As leaders prepare to gather for the G20 Summit in South Africa, an urgent and pragmatic conversation is taking shape: how to harness natural gas and LPG as immediate, scalable solutions to deliver power and clean cooking across Africa – and, in doing so, make energy poverty history. The African Energy Chamber (AEC) will bring this debate to the forefront at the G20 Africa Energy Investment Forum in Johannesburg on November 21, serving as a key follow-up to African Energy Week and a precursor to the G20 Summit.
Why Gas and Clean Cooking?
Nearly one billion people in Africa still lack access to clean cooking solutions, with devastating health, economic and environmental consequences. International agencies have highlighted that accelerating investments in clean-cooking fuels – including LPG – is one of the most cost-effective ways to save lives, reduce indoor air pollution and relieve women and girls from the daily burden of collecting fuel. The IEA has underscored that scaling clean-cooking investment can materially move the continent toward universal access.
At the same time, natural gas offers a near-term route to expand reliable electricity access. New gas-fired power plants, distributed gas-to-power projects and smaller-scale gas solutions can be deployed faster than many large renewables-plus-storage models, especially where grid expansion and storage remain constrained. For countries with domestic reserves or proximate pipeline and LNG infrastructure, gas can underpin industrialization – powering factories, processing plants and agriculture – and support the broader economic transformation that sustained energy access requires.
A Realistic, African-led Approach
The AEC and African Energy Week have pushed a pragmatic message: Africa’s energy strategy should be determined by its priorities – development, jobs and access – rather than a one-size-fits-all decarbonization timetable. The upcoming G20 forum is designed to translate that pragmatism into investment commitments, linking G20 capital and policy dialogue with concrete projects on the ground. AEW’s recent programming and the forum’s launch materials emphasize deal-making, infrastructure and scaled solutions for both power and clean cooking.
“Some 750,000 to one million Africans die every year from lack of clean cooking fuels – and this must end,” states NJ Ayuk, Executive Chairman of the AEC. “LPG is a proven, affordable solution that can save lives today while building the foundation for a cleaner energy future. Africa will lead this change. We are going to use LPG, scale it across the continent and we will not stop.”

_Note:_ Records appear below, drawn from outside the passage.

//! Logging infrastructure for Healthy Coder.
//!
//! Provides centralized tracing setup for the CLI.

use tracing_subscriber::{fmt, prelude::*, EnvFilter};

/// Initialize logging at INFO, overridable with RUST_LOG
pub fn init() {
    init_with_level("info")
}

/// Initialize logging with a specific default level
///
/// # Arguments
/// * `default_level` - Default log level (debug, info, warn, error)
///
/// RUST_LOG still takes precedence. Output goes to stderr so command
/// output on stdout stays clean for scripting.
pub fn init_with_level(default_level: &str) {
    let filter =
        EnvFilter::try_from_default_env().unwrap_or_else(|_| EnvFilter::new(default_level));

    tracing_subscriber::registry()
        .with(filter)
        .with(fmt::layer().compact().with_writer(std::io::stderr))
        .init();
}

/// Initialize logging for testing (captures logs for test output)
#[cfg(test)]
pub fn init_test() {
    let _ = tracing_subscriber::fmt()
        .with_test_writer()
        .with_env_filter(EnvFilter::new("debug"))
        .try_init();
}
//! Core domain types for Healthy Coder.

use crate::{Error, Result};
use serde::{Deserialize, Serialize};
use std::io::Read;
use std::str::FromStr;

/// One individual's body measurements
///
/// Height is in meters and weight in kilograms. Values are not validated:
/// a zero height is only rejected when a BMI is computed from it.
#[derive(Clone, Copy, Debug, Serialize, Deserialize, PartialEq)]
pub struct Coder {
    height: f64,
    weight: f64,
}

impl Coder {
    pub fn new(height: f64, weight: f64) -> Self {
        Self { height, weight }
    }

    /// Height in meters
    pub fn height(&self) -> f64 {
        self.height
    }

    /// Weight in kilograms
    pub fn weight(&self) -> f64 {
        self.weight
    }
}

/// Parse `HEIGHT,WEIGHT`, e.g. `1.82,98.0`
impl FromStr for Coder {
    type Err = Error;

    fn from_str(s: &str) -> Result<Self> {
        let (height, weight) = s
            .split_once(',')
            .ok_or_else(|| Error::Input(format!("expected HEIGHT,WEIGHT, got {:?}", s)))?;

        let parse = |field: &str, value: &str| {
            value
                .trim()
                .parse::<f64>()
                .map_err(|e| Error::Input(format!("bad {} {:?}: {}", field, value.trim(), e)))
        };

        Ok(Coder::new(parse("height", height)?, parse("weight", weight)?))
    }
}

/// Read a JSON array of `{"height": .., "weight": ..}` objects
pub fn read_coders_json<R: Read>(reader: R) -> Result<Vec<Coder>> {
    let coders: Vec<Coder> = serde_json::from_reader(reader)?;
    tracing::debug!("Read {} coders from JSON", coders.len());
    Ok(coders)
}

The challenge – and the opportunity – is turning calls for LPG and gas-to-power into bankable projects that attract G20 investors. That requires coordinated policy frameworks, public-private partnerships to de-risk early projects and targeted finance instruments that make small-scale clean-cooking businesses and LPG distribution commercially viable. The forum on November 21 will be an important test of whether the G20 and African partners can align on investment vehicles that accommodate the continent’s need for pragmatic transition solutions while attracting capital at scale.
Making Energy Poverty History
For Africa, ending energy poverty is a development imperative. Faster access to power through gas-to-power, paired with rapid roll-out of clean cooking fuels like LPG, can produce immediate health, economic and gender-equity benefits while giving countries the fiscal space to scale renewables and storage over time. For investors and G20 partners, the appeal is twofold: these are high-impact, near-term interventions with clear social returns, and they create the infrastructure backbone for a longer-term, diversified energy mix.
The coming weeks – the G20 Africa Energy Investment Forum and the G20 Summit – will test whether words can translate into tangible action. The forum’s focus on advancing pragmatic, African-led investments in gas-to-power and clean cooking solutions marks meaningful progress toward making energy poverty a challenge of the past rather than a defining feature of Africa’s future.